Today’s lunch obviously wasn’t as bad as that, but it wasn’t great.  Where the maitre de just moments before called us “Ladies,” the waiter now proceeded to call us “Girls”. “What will you girls be having today?” He seemed hellbent on having us drink wine, admonishing us that we were “being too good.” At this, we both ordered water, from the tap. He told us his name was “Josh” and my advisor said, “You seem like a Josh.” That’s girl-talk for “You’re an idiot.”

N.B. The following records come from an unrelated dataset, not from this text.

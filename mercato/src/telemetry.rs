//! Read-only operational views and operator controls.

use mercato_core::{
    CacheStats, CallRecord, DataRequest, DataType, LatencyPercentiles, MercatoError,
    MetricsSnapshot, ProviderHealthSnapshot, StatsSnapshot,
};

use crate::MarketDataService;

impl MarketDataService {
    /// Aggregate snapshot: uptime, totals, per-provider, per-data-type and recent errors.
    #[must_use]
    pub fn get_stats(&self) -> StatsSnapshot {
        let inner = &self.inner;
        inner
            .metrics
            .stats(inner.cache.stats(), inner.registry.snapshots())
    }

    /// [`get_stats`](Self::get_stats) plus latency percentiles and the recent-call log.
    #[must_use]
    pub fn get_metrics(&self) -> MetricsSnapshot {
        let inner = &self.inner;
        inner
            .metrics
            .metrics(inner.cache.stats(), inner.registry.snapshots())
    }

    /// Health of one provider, or `None` for an unknown name.
    #[must_use]
    pub fn get_provider_health(&self, name: &str) -> Option<ProviderHealthSnapshot> {
        self.inner.registry.snapshot(name)
    }

    /// Health of every provider, in priority order.
    #[must_use]
    pub fn get_all_provider_health(&self) -> Vec<ProviderHealthSnapshot> {
        self.inner.registry.snapshots()
    }

    /// Latency percentiles over end-to-end calls, or over one provider's attempts.
    #[must_use]
    pub fn get_latency_percentiles(&self, provider: Option<&str>) -> LatencyPercentiles {
        self.inner.metrics.latency_percentiles(provider)
    }

    /// Up to `limit` recent calls, most recent first.
    #[must_use]
    pub fn get_recent_calls(
        &self,
        limit: usize,
        data_type: Option<DataType>,
        errors_only: bool,
    ) -> Vec<CallRecord> {
        self.inner.metrics.recent_calls(limit, data_type, errors_only)
    }

    /// Cache counters.
    #[must_use]
    pub fn get_cache_stats(&self) -> CacheStats {
        self.inner.cache.stats()
    }

    /// Drop the cached value for `request`. Returns whether one was present.
    ///
    /// # Errors
    /// Returns `InvalidArg` for an empty symbol.
    pub fn invalidate(&self, request: &DataRequest) -> Result<bool, MercatoError> {
        let key = request.normalized()?.key();
        Ok(self.inner.cache.invalidate(&key))
    }

    /// Drop every cached value.
    pub fn clear_cache(&self) {
        self.inner.cache.clear();
    }

    /// Drop expired cache entries now rather than on their next lookup.
    pub fn purge_expired(&self) -> usize {
        self.inner.cache.purge_expired()
    }

    /// Forget recorded calls and zero the cache counters. Health state is kept.
    pub fn reset_metrics(&self) {
        self.inner.metrics.reset();
        self.inner.cache.reset_counters();
    }
}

So, now you’re wondering if this is a female dining thing and I guess, yes, I think it is. I work with a lot of men and I have a lot of male customers that I end up dining with. Unless the restaurant is absolutely packed, we will always be seated at a four-top. In fact, I cannot think of a time when having a male companion didn’t net me a larger table. And, guess what else, you can be sure, if we asked for a booth – we’d get one.

  • Finicky diner
    May 7, 2014

    Please tell me you rejected the lousy table. I will often reject the first hotel room without even seeing it. It saves everyone a lot if time.

    • Zoe Vogel
      May 7, 2014

      Yes, I should have been clear. I rejected the lousy table. Like you, I also used to reject the first room given to me at a hotel. I knew someone who used to tell the front desk, “Just give me the third room you would give me.” Now, I lay out all my requirements at the get go: not too high, not too low, not near the elevator, blah blah. It usually works (but not always!)